WORK TO BE COMPLETED: The answer must consist of every line in the data that contains "SocketAddr".

DATA TO PROCESS:
•••••
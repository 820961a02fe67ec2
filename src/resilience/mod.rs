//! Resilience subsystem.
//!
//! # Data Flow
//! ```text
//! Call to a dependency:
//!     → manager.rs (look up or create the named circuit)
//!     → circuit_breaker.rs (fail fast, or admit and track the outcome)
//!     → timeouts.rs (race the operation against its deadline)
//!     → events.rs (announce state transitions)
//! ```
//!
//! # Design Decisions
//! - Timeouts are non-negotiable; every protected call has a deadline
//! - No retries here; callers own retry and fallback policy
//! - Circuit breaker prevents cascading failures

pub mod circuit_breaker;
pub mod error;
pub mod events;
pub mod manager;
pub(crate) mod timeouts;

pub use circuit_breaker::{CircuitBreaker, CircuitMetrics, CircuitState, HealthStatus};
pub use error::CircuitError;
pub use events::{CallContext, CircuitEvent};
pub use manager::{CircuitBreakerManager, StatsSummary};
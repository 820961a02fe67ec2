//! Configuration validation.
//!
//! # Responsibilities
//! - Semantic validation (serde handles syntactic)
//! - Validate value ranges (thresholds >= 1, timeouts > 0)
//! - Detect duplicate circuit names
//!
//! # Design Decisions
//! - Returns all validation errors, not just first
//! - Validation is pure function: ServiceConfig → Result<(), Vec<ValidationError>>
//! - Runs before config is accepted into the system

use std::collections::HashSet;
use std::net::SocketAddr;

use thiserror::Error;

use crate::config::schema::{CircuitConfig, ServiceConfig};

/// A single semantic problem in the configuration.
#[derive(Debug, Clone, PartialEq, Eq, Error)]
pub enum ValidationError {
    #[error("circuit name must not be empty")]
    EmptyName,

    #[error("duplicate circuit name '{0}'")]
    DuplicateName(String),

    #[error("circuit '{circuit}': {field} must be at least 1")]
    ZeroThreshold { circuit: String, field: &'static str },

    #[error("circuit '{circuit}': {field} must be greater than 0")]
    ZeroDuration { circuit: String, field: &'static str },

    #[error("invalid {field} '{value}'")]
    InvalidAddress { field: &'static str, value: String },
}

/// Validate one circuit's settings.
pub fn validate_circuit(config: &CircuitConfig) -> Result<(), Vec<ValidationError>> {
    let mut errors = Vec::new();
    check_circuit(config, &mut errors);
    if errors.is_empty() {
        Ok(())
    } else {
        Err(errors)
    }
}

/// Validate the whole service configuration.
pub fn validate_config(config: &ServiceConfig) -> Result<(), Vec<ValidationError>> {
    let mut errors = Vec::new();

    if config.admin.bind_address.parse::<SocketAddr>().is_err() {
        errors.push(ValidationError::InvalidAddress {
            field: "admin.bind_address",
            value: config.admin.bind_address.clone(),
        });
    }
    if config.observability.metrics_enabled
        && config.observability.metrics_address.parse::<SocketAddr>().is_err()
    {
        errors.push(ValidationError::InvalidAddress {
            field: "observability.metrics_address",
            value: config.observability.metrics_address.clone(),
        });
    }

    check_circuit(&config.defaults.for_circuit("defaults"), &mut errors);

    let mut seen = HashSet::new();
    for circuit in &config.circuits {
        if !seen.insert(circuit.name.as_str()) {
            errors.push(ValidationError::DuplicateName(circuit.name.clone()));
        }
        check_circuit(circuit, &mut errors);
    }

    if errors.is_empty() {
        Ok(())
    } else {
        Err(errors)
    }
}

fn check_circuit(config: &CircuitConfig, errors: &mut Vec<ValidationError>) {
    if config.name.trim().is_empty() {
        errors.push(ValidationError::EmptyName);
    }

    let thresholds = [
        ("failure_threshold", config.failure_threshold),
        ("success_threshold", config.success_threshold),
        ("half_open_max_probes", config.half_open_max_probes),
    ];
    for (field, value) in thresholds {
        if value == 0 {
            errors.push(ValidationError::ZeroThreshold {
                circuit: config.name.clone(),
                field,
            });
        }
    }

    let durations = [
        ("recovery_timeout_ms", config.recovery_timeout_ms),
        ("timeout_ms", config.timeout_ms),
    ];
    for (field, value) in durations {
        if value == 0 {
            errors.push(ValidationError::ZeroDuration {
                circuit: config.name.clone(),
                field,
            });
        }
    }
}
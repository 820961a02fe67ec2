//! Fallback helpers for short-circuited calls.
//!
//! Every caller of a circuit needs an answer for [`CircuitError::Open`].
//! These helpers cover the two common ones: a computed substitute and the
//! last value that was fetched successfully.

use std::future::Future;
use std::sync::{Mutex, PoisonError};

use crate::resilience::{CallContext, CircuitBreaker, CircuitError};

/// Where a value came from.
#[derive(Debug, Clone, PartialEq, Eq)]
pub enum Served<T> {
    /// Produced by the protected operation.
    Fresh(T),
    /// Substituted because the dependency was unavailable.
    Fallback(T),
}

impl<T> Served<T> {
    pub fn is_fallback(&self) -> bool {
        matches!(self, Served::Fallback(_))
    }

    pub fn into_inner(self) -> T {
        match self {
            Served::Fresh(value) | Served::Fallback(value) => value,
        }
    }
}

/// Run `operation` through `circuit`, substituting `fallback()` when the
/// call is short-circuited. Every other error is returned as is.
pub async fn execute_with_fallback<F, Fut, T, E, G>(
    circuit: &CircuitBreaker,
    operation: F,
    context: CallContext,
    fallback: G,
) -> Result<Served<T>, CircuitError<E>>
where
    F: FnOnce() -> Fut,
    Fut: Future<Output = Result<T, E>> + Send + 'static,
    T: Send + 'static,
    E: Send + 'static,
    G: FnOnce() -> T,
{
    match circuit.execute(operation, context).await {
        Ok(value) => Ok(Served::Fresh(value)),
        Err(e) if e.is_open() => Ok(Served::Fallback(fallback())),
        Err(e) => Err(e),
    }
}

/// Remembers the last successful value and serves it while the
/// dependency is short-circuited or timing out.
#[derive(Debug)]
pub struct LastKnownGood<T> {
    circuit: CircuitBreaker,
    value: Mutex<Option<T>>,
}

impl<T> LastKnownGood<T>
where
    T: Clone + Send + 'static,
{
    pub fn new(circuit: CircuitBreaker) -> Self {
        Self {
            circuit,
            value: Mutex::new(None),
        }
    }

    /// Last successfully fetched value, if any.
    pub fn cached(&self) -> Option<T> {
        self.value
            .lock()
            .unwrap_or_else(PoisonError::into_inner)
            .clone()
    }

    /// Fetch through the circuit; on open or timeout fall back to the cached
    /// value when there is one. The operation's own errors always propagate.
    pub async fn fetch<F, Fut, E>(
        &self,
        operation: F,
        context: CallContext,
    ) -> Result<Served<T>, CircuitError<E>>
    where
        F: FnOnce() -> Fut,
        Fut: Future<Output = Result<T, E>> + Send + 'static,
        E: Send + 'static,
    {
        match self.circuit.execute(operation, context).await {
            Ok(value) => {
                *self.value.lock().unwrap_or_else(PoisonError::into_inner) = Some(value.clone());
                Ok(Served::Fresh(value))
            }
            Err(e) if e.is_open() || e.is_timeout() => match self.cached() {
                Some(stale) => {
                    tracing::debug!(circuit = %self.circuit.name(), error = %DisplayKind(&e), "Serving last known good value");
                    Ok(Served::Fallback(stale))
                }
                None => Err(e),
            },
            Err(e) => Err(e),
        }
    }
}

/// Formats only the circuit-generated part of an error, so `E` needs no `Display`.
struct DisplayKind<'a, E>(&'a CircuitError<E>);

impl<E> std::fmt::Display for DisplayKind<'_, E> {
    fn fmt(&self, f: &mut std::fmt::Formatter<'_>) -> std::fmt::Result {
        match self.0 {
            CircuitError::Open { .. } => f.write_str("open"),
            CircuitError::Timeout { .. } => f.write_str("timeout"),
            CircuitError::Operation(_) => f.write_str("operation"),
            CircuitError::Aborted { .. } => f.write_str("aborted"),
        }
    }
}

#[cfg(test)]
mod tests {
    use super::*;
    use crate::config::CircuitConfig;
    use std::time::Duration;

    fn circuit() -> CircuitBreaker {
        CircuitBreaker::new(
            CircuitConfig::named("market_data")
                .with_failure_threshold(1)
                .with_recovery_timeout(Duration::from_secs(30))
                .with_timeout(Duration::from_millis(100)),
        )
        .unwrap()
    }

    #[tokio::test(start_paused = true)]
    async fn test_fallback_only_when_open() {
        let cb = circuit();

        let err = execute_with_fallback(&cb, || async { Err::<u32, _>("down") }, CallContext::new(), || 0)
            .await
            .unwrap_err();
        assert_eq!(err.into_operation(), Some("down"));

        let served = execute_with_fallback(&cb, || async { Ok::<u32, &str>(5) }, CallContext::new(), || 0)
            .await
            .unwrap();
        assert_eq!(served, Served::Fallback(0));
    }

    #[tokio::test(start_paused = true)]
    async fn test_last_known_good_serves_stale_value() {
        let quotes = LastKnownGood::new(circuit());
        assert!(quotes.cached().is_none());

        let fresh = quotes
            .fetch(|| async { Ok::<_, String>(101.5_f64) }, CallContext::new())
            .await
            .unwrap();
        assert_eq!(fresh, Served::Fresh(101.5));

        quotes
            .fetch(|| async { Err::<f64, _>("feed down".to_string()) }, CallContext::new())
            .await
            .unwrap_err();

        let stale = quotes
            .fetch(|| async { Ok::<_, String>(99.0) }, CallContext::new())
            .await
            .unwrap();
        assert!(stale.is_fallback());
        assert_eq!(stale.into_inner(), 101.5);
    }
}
•••••
TASK ANSWER:
use std::net::SocketAddr;
    if config.admin.bind_address.parse::<SocketAddr>().is_err() {
        && config.observability.metrics_address.parse::<SocketAddr>().is_err()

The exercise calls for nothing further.